What you need to do
Listed below are entries; give the number of lines among them that include "Whether", and only that number.
──────── Source records ────────
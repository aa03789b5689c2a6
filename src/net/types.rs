//! Wire DTOs for the reporting backend.
//!
//! DESIGN
//! ======
//! Responses cross the API boundary as structured decodes, never as ad-hoc
//! shape probing inside page logic. The identity payload in particular is
//! decoded once, defensively, by [`decode_identity`]; everything downstream
//! works with the normalized [`User`] record.

#[cfg(test)]
#[path = "types_test.rs"]
mod types_test;

use serde::{Deserialize, Serialize};
use serde_json::Value;

/// Account names shipped with the backend seed data. A sign-in with one of
/// these gets a warning in the console so operators rotate them.
pub const DEFAULT_ACCOUNT_NAMES: &[&str] = &["admin", "admin_test"];

/// The normalized identity record for the signed-in user.
#[derive(Clone, Debug, PartialEq, Eq, Serialize, Deserialize)]
pub struct User {
    /// Backend identifier, normalized to a string (the backend sends either
    /// a number or a string depending on the endpoint).
    pub id: String,
    pub username: String,
    /// Empty when the backend omits it.
    pub email: String,
    /// Empty when the backend omits it or sends a non-list value.
    pub roles: Vec<String>,
    /// Falls back to `username` when absent.
    #[serde(rename = "displayName")]
    pub display_name: String,
}

impl User {
    /// Whether this account may see administrator-only screens.
    pub fn is_admin(&self) -> bool {
        self.roles.iter().any(|r| r == "ROLE_ADMIN" || r == "admin") || self.username == "admin"
    }

    /// Whether the account is one of the well-known seed accounts.
    pub fn uses_default_credentials(&self) -> bool {
        DEFAULT_ACCOUNT_NAMES.contains(&self.username.as_str())
    }
}

/// Failure to extract an identity from an otherwise successful response.
#[derive(Clone, Copy, Debug, PartialEq, Eq, thiserror::Error)]
pub enum IdentityError {
    #[error("response carried no identity payload")]
    Missing,
    #[error("identity payload has no usable `{0}`")]
    MissingField(&'static str),
}

/// Decode an identity record from a sign-in or current-session response.
///
/// The backend is inconsistent about nesting: the record may sit under
/// `user`, under `data`, or be the top-level object. A usable identity needs
/// a non-empty `id` (number or string) and a non-empty `username`; all other
/// fields get defaults.
pub fn decode_identity(response: &Value) -> Result<User, IdentityError> {
    let raw = response
        .get("user")
        .filter(|v| v.is_object())
        .or_else(|| response.get("data").filter(|v| v.is_object()))
        .unwrap_or(response);
    if !raw.is_object() {
        return Err(IdentityError::Missing);
    }

    let id = match raw.get("id") {
        Some(Value::String(s)) if !s.is_empty() => s.clone(),
        Some(Value::Number(n)) => n.to_string(),
        _ => return Err(IdentityError::MissingField("id")),
    };
    let username = raw
        .get("username")
        .and_then(Value::as_str)
        .filter(|s| !s.is_empty())
        .ok_or(IdentityError::MissingField("username"))?
        .to_owned();
    let email = raw.get("email").and_then(Value::as_str).unwrap_or_default().to_owned();
    let roles = raw
        .get("roles")
        .and_then(Value::as_array)
        .map(|list| list.iter().filter_map(Value::as_str).map(str::to_owned).collect())
        .unwrap_or_default();
    let display_name = raw
        .get("displayName")
        .and_then(Value::as_str)
        .filter(|s| !s.is_empty())
        .unwrap_or(&username)
        .to_owned();

    Ok(User { id, username, email, roles, display_name })
}

/// Sign-in request body.
#[derive(Clone, Debug, PartialEq, Eq, Serialize)]
pub struct Credentials {
    pub username: String,
    pub password: String,
}

/// Sign-up request body. Registration never authenticates the new account.
#[derive(Clone, Debug, PartialEq, Eq, Serialize)]
pub struct NewAccount {
    pub username: String,
    pub email: String,
    pub password: String,
    pub roles: Vec<String>,
}

/// Standard `{success, data, ...}` envelope wrapping every report endpoint.
#[derive(Clone, Debug, Deserialize)]
pub struct ApiEnvelope<T> {
    pub success: bool,
    #[serde(default)]
    pub data: Option<T>,
    #[serde(default)]
    pub count: Option<u64>,
    #[serde(default)]
    pub pagination: Option<Pagination>,
    #[serde(default)]
    pub error: Option<String>,
    #[serde(default)]
    pub message: Option<String>,
}

/// Offset-based pagination block used by the report endpoints.
#[derive(Clone, Debug, Default, PartialEq, Eq, Serialize, Deserialize)]
pub struct Pagination {
    pub total: u64,
    pub limit: u64,
    pub offset: u64,
    pub pages: u64,
}

/// One per-supervisor row of the daily sales summary.
#[derive(Clone, Debug, PartialEq, Eq, Serialize, Deserialize)]
pub struct SaleSummary {
    pub zone: String,
    pub supervisor: String,
    /// Sellers on this supervisor's roster that closed at least one sale.
    pub sellers_with_sales: u32,
    /// Distinct orders attributed to the roster.
    pub distinct_orders: u32,
    /// Roster size counted as active for the report date.
    pub active_sellers: u32,
}

/// One sale line of the detailed report.
#[derive(Clone, Debug, PartialEq, Eq, Serialize, Deserialize)]
pub struct SaleDetail {
    pub zone: String,
    pub supervisor: String,
    /// Opaque seller identifier (hashed national ID).
    pub seller_id: String,
    pub seller_name: String,
    pub order_number: String,
    pub sale_id: String,
    /// Report date in `YYYY-MM-DD`.
    pub date: String,
    pub product: String,
    pub customer_name: String,
    pub sold_today: bool,
    pub scoring: String,
    /// `HH:MM:SS` capture time, when the backend has it.
    #[serde(default)]
    pub time: Option<String>,
}

/// A supervisor feedback record. Only [`FeedbackUpdate`] fields are
/// editable; everything else is computed server-side.
#[derive(Clone, Debug, PartialEq, Serialize, Deserialize)]
pub struct FeedbackRecord {
    pub id: i64,
    pub supervisor: String,
    /// Day this record reports on, `YYYY-MM-DD`.
    pub report_date: String,
    #[serde(default)]
    pub zone: Option<String>,
    /// Scheduled headcount for the day.
    #[serde(default)]
    pub headcount: Option<u32>,
    #[serde(default)]
    pub sellers_with_sales: Option<u32>,
    #[serde(default)]
    pub distinct_orders: Option<u32>,
    /// Percentage of headcount with at least one sale.
    #[serde(default)]
    pub headcount_sale_pct: Option<f64>,
    /// Percentage of the daily quota covered.
    #[serde(default)]
    pub quota_coverage_pct: Option<f64>,
    pub daily_quota: f64,
    #[serde(default)]
    pub supervisor_comments: Option<String>,
    #[serde(default)]
    pub manager_comments: Option<String>,
}

/// Partial update of a feedback record. `None` fields are left untouched
/// server-side and are skipped on the wire.
#[derive(Clone, Debug, Default, PartialEq, Serialize)]
pub struct FeedbackUpdate {
    #[serde(skip_serializing_if = "Option::is_none")]
    pub daily_quota: Option<f64>,
    #[serde(skip_serializing_if = "Option::is_none")]
    pub supervisor_comments: Option<String>,
    #[serde(skip_serializing_if = "Option::is_none")]
    pub manager_comments: Option<String>,
}

impl FeedbackUpdate {
    pub fn is_empty(&self) -> bool {
        self.daily_quota.is_none()
            && self.supervisor_comments.is_none()
            && self.manager_comments.is_none()
    }
}

/// One seller on the roster screen.
#[derive(Clone, Debug, PartialEq, Eq, Serialize, Deserialize)]
pub struct Seller {
    /// Opaque seller identifier (hashed national ID).
    pub seller_id: String,
    pub name: String,
    /// Contract kind, e.g. `"salaried"` or `"commissioned"`.
    pub role: String,
    pub zone: String,
    pub supervisor: String,
    /// Tenure bucket label assigned by the backend.
    pub tenure_cluster: String,
    /// First day on the roster, `YYYY-MM-DD`.
    pub start_date: String,
    pub regular_sales: u32,
    pub flex_sales: u32,
    pub total_sales: u32,
    #[serde(default)]
    pub whatsapp_url: Option<String>,
}

/// Page-based pagination block used by the seller roster endpoint.
#[derive(Clone, Debug, Default, PartialEq, Eq, Serialize, Deserialize)]
pub struct RosterPagination {
    pub page: u64,
    pub per_page: u64,
    pub total_pages: u64,
    pub total_records: u64,
    pub has_next: bool,
    pub has_prev: bool,
}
────────
Result of the task
2